TNFR-associated factor-2 (TRAF-2) in Alzheimer’s disease. Culpan D, Cram D, Chalmers K, et al. Neurobiology of Aging, December 2007 [Epub ahead of print]

Levels of tumor necrosis factor-alpha (TNF-alpha) are increased in the brain in Alzheimer's disease (AD). The TNF-alpha/TNF-R signaling pathways involve complex interactions between several proteins, including TNF-receptor-associated factor-2 (TRAF-2). We have examined the distribution and levels of TRAF-2 in AD and control brains and also whether single nucleotide polymorphisms (SNPs) in the TRAF-2 gene are associated with AD and influence TRAF-2 expression. Immunohistochemistry demonstrated TRAF-2 in AD and control cortex in neurons, within plaque-associated neurites and some neurofibrillary tangles.

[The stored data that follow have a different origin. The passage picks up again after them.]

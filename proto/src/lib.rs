// Copyright (c) 2022-2023 The MobileCoin Foundation

//! Protocol definitions for KeyLink secure device communication
//!
//! This module provides the wire specification and reference encodings used between
//! a host and a KeyLink signing device, shared by the host library and the device engine.
//!
//! All messages share one fixed-size envelope ([frame]), carrying either a handshake
//! ([connect]) or an encrypted request ([encrypted]). Encrypted requests are keyed by
//! a shared secret that rotates on every exchange, see [crypto] for the primitives.
//!
//! Multi-byte integers on the wire are big-endian, and every frame and encrypted block
//! carries a CRC-32 checksum over all preceding bytes.
//!

use num_enum::TryFromPrimitive;
use strum::{Display, EnumIter, EnumString};

pub mod connect;
pub mod crypto;
pub mod encrypted;
#[cfg(feature = "serde")]
pub mod envelope;
pub mod firmware;
pub mod frame;
pub mod pairing;
pub mod prelude;
pub mod status;
pub mod wallet;

mod helpers;

pub use status::ResponseCode;

/// Protocol version byte carried by every frame
pub const PROTOCOL_VERSION: u8 = 0x01;

/// Frame header length (version, type, message id, payload length)
pub const HEADER_LEN: usize = 8;

/// Length of every checksum field
pub const CHECKSUM_LEN: usize = 4;

/// Length of a message identifier
pub const MSG_ID_LEN: usize = 4;

/// Length of a SEC1 uncompressed P-256 public key
pub const PUBLIC_KEY_LEN: usize = 65;

/// Length of a shared secret / AES-256 key
pub const SHARED_SECRET_LEN: usize = 32;

/// Length of the ephemeral session identifier
pub const EPHEMERAL_ID_LEN: usize = 4;

/// Length of the encrypted block in both request and response directions
pub const ENCRYPTED_DATA_LEN: usize = 1728;

/// Cleartext space available for operation data in an encrypted request
/// (block less operation type and checksum)
pub const REQUEST_DATA_CAPACITY: usize = ENCRYPTED_DATA_LEN - 1 - CHECKSUM_LEN;

/// Cleartext space available for result data in an encrypted response
/// (block less next ephemeral key and checksum)
pub const RESPONSE_DATA_CAPACITY: usize = ENCRYPTED_DATA_LEN - PUBLIC_KEY_LEN - CHECKSUM_LEN;

/// Outer frame message types
#[derive(Copy, Clone, PartialEq, Eq, Debug, Display, TryFromPrimitive)]
#[repr(u8)]
pub enum MsgType {
    /// Response from the device
    Response = 0x00,
    /// Secure request from the host
    Secure = 0x02,
}

/// Secure request types, first byte of every request payload
#[derive(Copy, Clone, PartialEq, Eq, Debug, Display, TryFromPrimitive)]
#[repr(u8)]
pub enum SecureMsgType {
    /// Unencrypted handshake carrying the host identity key
    Connect = 0x01,
    /// Encrypted operation request
    Encrypted = 0x02,
}

/// Encrypted operation types
#[derive(
    Copy, Clone, PartialEq, Eq, Hash, Debug, Display, EnumString, EnumIter, TryFromPrimitive,
)]
#[cfg_attr(feature = "serde", derive(serde::Serialize, serde::Deserialize))]
#[repr(u8)]
pub enum RequestType {
    /// Complete pairing with a signature over the pairing salt and secret
    FinalizePairing = 0x00,
    /// Derive addresses / public keys
    GetAddresses = 0x01,
    /// Sign a request payload
    Sign = 0x03,
    /// Fetch active wallet descriptors
    GetWallets = 0x04,
    /// Fetch key-value records
    GetKvRecords = 0x07,
    /// Add key-value records
    AddKvRecords = 0x08,
    /// Remove key-value records
    RemoveKvRecords = 0x09,
    /// Fetch device-encrypted data
    FetchEncryptedData = 0x0c,
    /// Generic test hook
    Test = 0x0d,
}

impl RequestType {
    /// Fixed length of result data returned for this operation
    pub const fn response_len(&self) -> usize {
        match self {
            RequestType::FinalizePairing => 0,
            RequestType::GetAddresses => 1290,
            RequestType::Sign => 1090,
            RequestType::GetWallets => wallet::ACTIVE_WALLETS_LEN,
            RequestType::GetKvRecords => 1395,
            RequestType::AddKvRecords => 0,
            RequestType::RemoveKvRecords => 0,
            RequestType::FetchEncryptedData => 1608,
            RequestType::Test => 1646,
        }
    }

    /// Check whether this operation manipulates key-value records
    pub const fn is_kv(&self) -> bool {
        matches!(
            self,
            RequestType::GetKvRecords | RequestType::AddKvRecords | RequestType::RemoveKvRecords
        )
    }
}

/// Protocol encoding / decoding errors
#[derive(Copy, Clone, PartialEq, Eq, Debug, thiserror::Error)]
pub enum ProtoError {
    /// Buffer or frame length does not match the expected size
    #[error("invalid length (expected: {expected}, actual: {actual})")]
    InvalidLength { expected: usize, actual: usize },

    /// Protocol version mismatch
    #[error("unsupported protocol version {0:#04x}")]
    InvalidVersion(u8),

    /// Unexpected message type
    #[error("unexpected message type {0:#04x}")]
    InvalidMsgType(u8),

    /// Message identifier does not match the request
    #[error("message id mismatch (expected: {expected:08x}, actual: {actual:08x})")]
    MsgIdMismatch { expected: u32, actual: u32 },

    /// Checksum validation failed
    #[error("checksum mismatch (expected: {expected:08x}, actual: {actual:08x})")]
    ChecksumMismatch { expected: u32, actual: u32 },

    /// Invalid public key encoding
    #[error("invalid public key")]
    InvalidKey,

    /// Invalid signature encoding
    #[error("invalid signature")]
    InvalidSignature,

    /// Invalid firmware version encoding
    #[error("invalid firmware version length {0}")]
    InvalidFirmware(usize),

    /// Unknown operation or status value
    #[error("invalid encoding")]
    InvalidEncoding,
}

impl From<encdec::Error> for ProtoError {
    fn from(e: encdec::Error) -> Self {
        match e {
            encdec::Error::Length => ProtoError::InvalidLength {
                expected: 0,
                actual: 0,
            },
            #[allow(unreachable_patterns)]
            _ => ProtoError::InvalidEncoding,
        }
    }
}

/// Helper to check a buffer is at least `n` bytes long
pub(crate) fn check_len(buff: &[u8], n: usize) -> Result<(), ProtoError> {
    if buff.len() < n {
        return Err(ProtoError::InvalidLength {
            expected: n,
            actual: buff.len(),
        });
    }
    Ok(())
}

#[cfg(test)]
pub(crate) mod test {
    use core::fmt::Debug;

    use encdec::{DecodeOwned, Encode};

    use super::*;

    /// Helper for encode / decode tests on fixed-size objects
    pub fn encode_decode<A>(buff: &mut [u8], v: &A, expected_len: usize)
    where
        A: Encode<Error = ProtoError>
            + DecodeOwned<Output = A, Error = ProtoError>
            + PartialEq
            + Debug,
    {
        // Check encoded length matches expected length
        let n = v.encode_len().expect("get length failed");
        assert_eq!(n, expected_len, "encode length mismatch");

        // Encode object
        let encoded_n = v.encode(buff).expect("encode failed");
        assert_eq!(n, encoded_n);

        // Decode object
        let (decoded, decoded_n) = A::decode_owned(&buff[..n]).expect("decode failed");

        // Check decoded object and length match
        assert_eq!(v, &decoded);
        assert_eq!(n, decoded_n);
    }

    #[test]
    fn request_types_fit_response_capacity() {
        use strum::IntoEnumIterator;

        for t in RequestType::iter() {
            assert!(
                t.response_len() <= RESPONSE_DATA_CAPACITY,
                "{t} response exceeds block capacity"
            );
        }
    }

    #[test]
    fn block_capacities() {
        assert_eq!(REQUEST_DATA_CAPACITY, 1723);
        assert_eq!(RESPONSE_DATA_CAPACITY, 1659);
        assert_eq!(ENCRYPTED_DATA_LEN % 16, 0);
    }
}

Western blots revealed a band of the expected apparent molecular mass ( approximately 50kDa) for TRAF-2, in homogenates of AD and control cortex. RT-PCR showed the levels of TRAF-2 mRNA to be significantly higher in the frontal cortex of AD than control brains (p=0.015). TRAF-2 mRNA expression was not linked to any SNPs. The 3' UTR SNP (rs7852970) GG allele was significantly protective against AD (p=0.030). Our findings suggest that the TRAF-2 pathway is involved AD. The mechanisms are currently unclear and need further examination.